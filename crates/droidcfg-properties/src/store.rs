//! Property file parsing and the owning store.

use std::collections::BTreeMap;
use std::fs;
use std::io;
use std::path::{Path, PathBuf};

use serde::Serialize;
use sha2::{Digest, Sha256};

/// Line prefixes that mark a comment.
const COMMENT_PREFIXES: &[char] = &['#', '!'];

/// Immutable string-to-string mapping parsed from `key=value` lines.
///
/// Ordered so that two loads of the same file compare (and serialize)
/// identically.
#[derive(Debug, Clone, Default, PartialEq, Eq, Serialize)]
#[serde(transparent)]
pub struct PropertyMap {
    entries: BTreeMap<String, String>,
}

impl PropertyMap {
    /// Look up a key
    pub fn get(&self, key: &str) -> Option<&str> {
        self.entries.get(key).map(String::as_str)
    }

    /// Check whether a key is present
    pub fn contains_key(&self, key: &str) -> bool {
        self.entries.contains_key(key)
    }

    /// Number of entries
    pub fn len(&self) -> usize {
        self.entries.len()
    }

    /// Check if the map is empty
    pub fn is_empty(&self) -> bool {
        self.entries.is_empty()
    }

    /// Iterate entries in key order
    pub fn iter(&self) -> impl Iterator<Item = (&str, &str)> {
        self.entries.iter().map(|(k, v)| (k.as_str(), v.as_str()))
    }
}

/// Parse a single line into a key/value pair.
///
/// Returns `None` for blank lines, comments, lines without `=` and lines
/// with an empty key. The line is split at the first `=`; key and value are
/// trimmed.
pub fn parse_line(line: &str) -> Option<(&str, &str)> {
    let line = line.trim();
    if line.is_empty() || line.starts_with(COMMENT_PREFIXES) {
        return None;
    }

    let (key, value) = line.split_once('=')?;
    let key = key.trim();
    if key.is_empty() {
        return None;
    }

    Some((key, value.trim()))
}

/// Parse properties text. Later duplicates replace earlier values.
pub fn parse(contents: &str) -> PropertyMap {
    let mut entries = BTreeMap::new();
    let mut skipped = 0usize;

    for line in contents.lines() {
        match parse_line(line) {
            Some((key, value)) => {
                entries.insert(key.to_string(), value.to_string());
            }
            None if line.trim().is_empty() => {}
            None => skipped += 1,
        }
    }

    if skipped > 0 {
        tracing::debug!(skipped, "skipped comment or malformed property lines");
    }

    PropertyMap { entries }
}

/// Provenance of a loaded store
#[derive(Debug, Clone, PartialEq, Eq, Serialize)]
pub struct PropertySource {
    /// Path the store was loaded from
    pub path: PathBuf,

    /// Whether a readable file existed at `path`
    pub exists: bool,

    /// SHA-256 digest of the raw file bytes (None when nothing was read)
    #[serde(skip_serializing_if = "Option::is_none")]
    pub digest: Option<String>,
}

/// Owner of one run's [`PropertyMap`].
///
/// The map is only exposed through read-only lookups. A store has no
/// internal locking; every resolution run loads its own.
#[derive(Debug, Clone, Default, PartialEq, Eq)]
pub struct PropertyStore {
    map: PropertyMap,
    source: Option<PropertySource>,
}

impl PropertyStore {
    /// Load the properties file at `path`.
    ///
    /// Never fails: a missing or unreadable file yields an empty store.
    pub fn load(path: &Path) -> Self {
        let bytes = match fs::read(path) {
            Ok(bytes) => bytes,
            Err(e) if e.kind() == io::ErrorKind::NotFound => {
                tracing::debug!(path = %path.display(), "properties file not found, using empty map");
                return Self::empty_from(path);
            }
            Err(e) => {
                tracing::warn!(
                    path = %path.display(),
                    error = %e,
                    "could not read properties file, using empty map"
                );
                return Self::empty_from(path);
            }
        };

        let mut hasher = Sha256::new();
        hasher.update(&bytes);
        let digest = hex::encode(hasher.finalize());

        let map = parse(&String::from_utf8_lossy(&bytes));
        tracing::debug!(path = %path.display(), entries = map.len(), "loaded properties file");

        Self {
            map,
            source: Some(PropertySource {
                path: path.to_path_buf(),
                exists: true,
                digest: Some(digest),
            }),
        }
    }

    /// Build a store from in-memory properties text
    pub fn parse(contents: &str) -> Self {
        Self {
            map: parse(contents),
            source: None,
        }
    }

    fn empty_from(path: &Path) -> Self {
        Self {
            map: PropertyMap::default(),
            source: Some(PropertySource {
                path: path.to_path_buf(),
                exists: false,
                digest: None,
            }),
        }
    }

    /// Look up a key
    pub fn get(&self, key: &str) -> Option<&str> {
        self.map.get(key)
    }

    /// Read-only view of the loaded map
    pub fn map(&self) -> &PropertyMap {
        &self.map
    }

    /// Where the properties came from (None for in-memory stores)
    pub fn source(&self) -> Option<&PropertySource> {
        self.source.as_ref()
    }
}

#[cfg(test)]
mod tests {
    use super::*;
    use std::io::Write;
    use tempfile::{NamedTempFile, TempDir};

    #[test]
    fn test_parse_line_basic() {
        assert_eq!(parse_line("flutter.sdk=/opt/flutter"), Some(("flutter.sdk", "/opt/flutter")));
        assert_eq!(parse_line("  key = value  "), Some(("key", "value")));
    }

    #[test]
    fn test_parse_line_splits_on_first_equals() {
        assert_eq!(parse_line("url=https://x?a=b"), Some(("url", "https://x?a=b")));
    }

    #[test]
    fn test_parse_line_skips_malformed() {
        assert_eq!(parse_line(""), None);
        assert_eq!(parse_line("   "), None);
        assert_eq!(parse_line("# flutter.sdk=/opt"), None);
        assert_eq!(parse_line("! comment=yes"), None);
        assert_eq!(parse_line("no separator here"), None);
        assert_eq!(parse_line("=orphan"), None);
    }

    #[test]
    fn test_parse_line_empty_value() {
        assert_eq!(parse_line("key="), Some(("key", "")));
    }

    #[test]
    fn test_parse_last_duplicate_wins() {
        let map = parse("a=1\nb=2\na=3\n");
        assert_eq!(map.get("a"), Some("3"));
        assert_eq!(map.len(), 2);
    }

    #[test]
    fn test_parse_mixed_content() {
        let map = parse(
            "## This file is generated\n\
             sdk.dir=/home/dev/Android/Sdk\n\
             garbage line\n\
             \n\
             flutter.sdk=/home/dev/flutter\n\
             flutter.buildMode=debug\n",
        );

        assert_eq!(map.len(), 3);
        assert_eq!(map.get("sdk.dir"), Some("/home/dev/Android/Sdk"));
        assert_eq!(map.get("flutter.buildMode"), Some("debug"));
        assert!(!map.contains_key("garbage line"));
    }

    #[test]
    fn test_load_missing_file_is_empty() {
        let dir = TempDir::new().unwrap();
        let store = PropertyStore::load(&dir.path().join("local.properties"));

        assert!(store.map().is_empty());
        let source = store.source().unwrap();
        assert!(!source.exists);
        assert!(source.digest.is_none());
    }

    #[test]
    fn test_load_directory_is_empty() {
        let dir = TempDir::new().unwrap();
        let store = PropertyStore::load(dir.path());

        assert!(store.map().is_empty());
    }

    #[test]
    fn test_load_twice_is_equal() {
        let mut temp = NamedTempFile::new().unwrap();
        writeln!(temp, "flutter.sdk=/opt/flutter").unwrap();
        writeln!(temp, "broken").unwrap();
        writeln!(temp, "sdk.dir=/opt/android").unwrap();

        let first = PropertyStore::load(temp.path());
        let second = PropertyStore::load(temp.path());

        assert_eq!(first, second);
        assert_eq!(first.map().len(), 2);
        assert_eq!(first.source().unwrap().digest.as_ref().map(String::len), Some(64));
    }

    #[test]
    fn test_load_invalid_utf8_is_lossy() {
        let mut temp = NamedTempFile::new().unwrap();
        temp.write_all(b"name=caf\xe9\nok=yes\n").unwrap();

        let store = PropertyStore::load(temp.path());
        assert_eq!(store.get("ok"), Some("yes"));
        assert!(store.get("name").is_some());
    }

    #[test]
    fn test_in_memory_store_has_no_source() {
        let store = PropertyStore::parse("a=b");
        assert_eq!(store.get("a"), Some("b"));
        assert!(store.source().is_none());
    }

    mod prop {
        use super::super::*;
        use proptest::prelude::*;

        proptest! {
            #[test]
            fn parse_never_panics_and_keys_are_trimmed(contents in "[ -~\\n\\t]{0,200}") {
                let map = parse(&contents);
                for (key, value) in map.iter() {
                    prop_assert!(!key.is_empty());
                    prop_assert_eq!(key, key.trim());
                    prop_assert_eq!(value, value.trim());
                }
            }

            #[test]
            fn parse_is_deterministic(contents in "[a-z=#! \\n]{0,120}") {
                prop_assert_eq!(parse(&contents), parse(&contents));
            }
        }
    }
}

--------------------

**What you need to do:**
When a line in the records above contains the word "exists", copy it.

**Result of the exercise:**
    pub exists: bool,
                exists: true,
                exists: false,
        assert!(!source.exists);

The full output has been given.